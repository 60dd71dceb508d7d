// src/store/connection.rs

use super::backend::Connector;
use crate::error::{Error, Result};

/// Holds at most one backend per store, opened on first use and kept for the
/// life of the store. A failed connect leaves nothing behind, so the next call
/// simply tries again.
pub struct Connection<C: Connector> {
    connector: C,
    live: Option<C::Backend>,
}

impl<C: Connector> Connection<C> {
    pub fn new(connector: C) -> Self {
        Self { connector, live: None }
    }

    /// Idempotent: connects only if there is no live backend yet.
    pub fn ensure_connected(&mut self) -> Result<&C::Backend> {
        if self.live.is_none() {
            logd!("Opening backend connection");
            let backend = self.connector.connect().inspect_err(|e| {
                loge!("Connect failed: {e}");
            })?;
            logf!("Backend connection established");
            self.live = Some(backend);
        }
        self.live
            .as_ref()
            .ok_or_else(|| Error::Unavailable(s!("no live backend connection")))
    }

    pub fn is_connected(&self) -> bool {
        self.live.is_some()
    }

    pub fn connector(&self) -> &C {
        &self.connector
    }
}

* * *

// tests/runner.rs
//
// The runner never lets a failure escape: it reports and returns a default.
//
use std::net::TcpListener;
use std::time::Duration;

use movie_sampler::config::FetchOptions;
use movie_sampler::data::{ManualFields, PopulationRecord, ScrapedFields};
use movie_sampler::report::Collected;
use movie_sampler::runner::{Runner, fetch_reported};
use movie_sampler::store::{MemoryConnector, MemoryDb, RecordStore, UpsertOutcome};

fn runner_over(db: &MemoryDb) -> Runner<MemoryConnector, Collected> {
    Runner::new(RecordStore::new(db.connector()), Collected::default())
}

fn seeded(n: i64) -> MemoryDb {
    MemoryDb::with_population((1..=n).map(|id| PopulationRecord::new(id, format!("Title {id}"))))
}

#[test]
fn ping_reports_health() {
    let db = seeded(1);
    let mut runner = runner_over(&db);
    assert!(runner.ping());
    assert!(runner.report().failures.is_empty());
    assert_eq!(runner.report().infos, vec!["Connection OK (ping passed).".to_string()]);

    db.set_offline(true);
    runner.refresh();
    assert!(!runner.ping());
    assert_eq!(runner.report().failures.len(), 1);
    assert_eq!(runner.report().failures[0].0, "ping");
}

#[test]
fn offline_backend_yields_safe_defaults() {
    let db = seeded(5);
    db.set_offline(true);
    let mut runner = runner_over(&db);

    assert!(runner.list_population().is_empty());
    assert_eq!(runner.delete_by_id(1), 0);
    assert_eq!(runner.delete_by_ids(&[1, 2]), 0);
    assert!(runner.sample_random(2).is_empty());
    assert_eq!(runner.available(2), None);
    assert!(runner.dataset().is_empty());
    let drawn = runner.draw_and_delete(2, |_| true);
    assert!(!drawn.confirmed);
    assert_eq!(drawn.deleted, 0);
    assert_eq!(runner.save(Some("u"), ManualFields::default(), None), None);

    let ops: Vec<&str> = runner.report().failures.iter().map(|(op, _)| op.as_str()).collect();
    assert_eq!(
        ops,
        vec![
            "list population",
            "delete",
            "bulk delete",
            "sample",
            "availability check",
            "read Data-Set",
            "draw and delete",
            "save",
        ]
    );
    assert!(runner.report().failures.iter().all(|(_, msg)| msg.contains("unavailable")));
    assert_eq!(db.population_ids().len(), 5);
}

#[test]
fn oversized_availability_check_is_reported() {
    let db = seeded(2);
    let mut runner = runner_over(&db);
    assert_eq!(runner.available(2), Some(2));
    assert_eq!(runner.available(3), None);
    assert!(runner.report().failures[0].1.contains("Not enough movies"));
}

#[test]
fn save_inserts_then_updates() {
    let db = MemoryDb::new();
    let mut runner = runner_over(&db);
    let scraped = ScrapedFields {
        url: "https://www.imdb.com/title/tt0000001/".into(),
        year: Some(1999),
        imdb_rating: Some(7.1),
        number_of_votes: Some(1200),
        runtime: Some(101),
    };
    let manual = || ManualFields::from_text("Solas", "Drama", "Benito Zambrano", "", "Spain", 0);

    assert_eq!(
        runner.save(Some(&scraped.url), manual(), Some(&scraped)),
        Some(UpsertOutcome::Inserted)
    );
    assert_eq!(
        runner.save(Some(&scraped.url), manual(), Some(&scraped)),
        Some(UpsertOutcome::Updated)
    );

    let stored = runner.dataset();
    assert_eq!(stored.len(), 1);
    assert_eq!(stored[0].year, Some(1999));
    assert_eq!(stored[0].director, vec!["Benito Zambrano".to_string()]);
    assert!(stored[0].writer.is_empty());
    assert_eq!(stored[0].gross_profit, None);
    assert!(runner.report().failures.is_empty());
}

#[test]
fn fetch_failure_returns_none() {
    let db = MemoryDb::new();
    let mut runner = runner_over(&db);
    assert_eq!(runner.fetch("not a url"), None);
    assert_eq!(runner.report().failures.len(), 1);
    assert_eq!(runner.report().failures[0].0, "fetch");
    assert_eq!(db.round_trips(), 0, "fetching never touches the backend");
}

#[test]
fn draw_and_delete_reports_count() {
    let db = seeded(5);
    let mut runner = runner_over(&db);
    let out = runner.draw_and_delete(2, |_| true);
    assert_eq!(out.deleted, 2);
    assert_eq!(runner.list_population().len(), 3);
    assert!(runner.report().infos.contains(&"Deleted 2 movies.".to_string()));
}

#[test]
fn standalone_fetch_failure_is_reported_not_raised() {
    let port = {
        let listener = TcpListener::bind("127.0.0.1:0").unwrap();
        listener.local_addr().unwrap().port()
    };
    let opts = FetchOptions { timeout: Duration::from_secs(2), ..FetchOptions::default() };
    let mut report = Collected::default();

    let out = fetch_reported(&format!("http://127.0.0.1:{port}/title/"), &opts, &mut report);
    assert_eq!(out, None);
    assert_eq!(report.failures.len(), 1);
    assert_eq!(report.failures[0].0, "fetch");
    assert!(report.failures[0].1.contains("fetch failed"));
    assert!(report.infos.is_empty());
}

### [What is being asked]
Each line of the entries above that contains "infos" is to be copied.

### [Written answer]
    assert_eq!(runner.report().infos, vec!["Connection OK (ping passed).".to_string()]);
    assert!(runner.report().infos.contains(&"Deleted 2 movies.".to_string()));
    assert!(report.infos.is_empty());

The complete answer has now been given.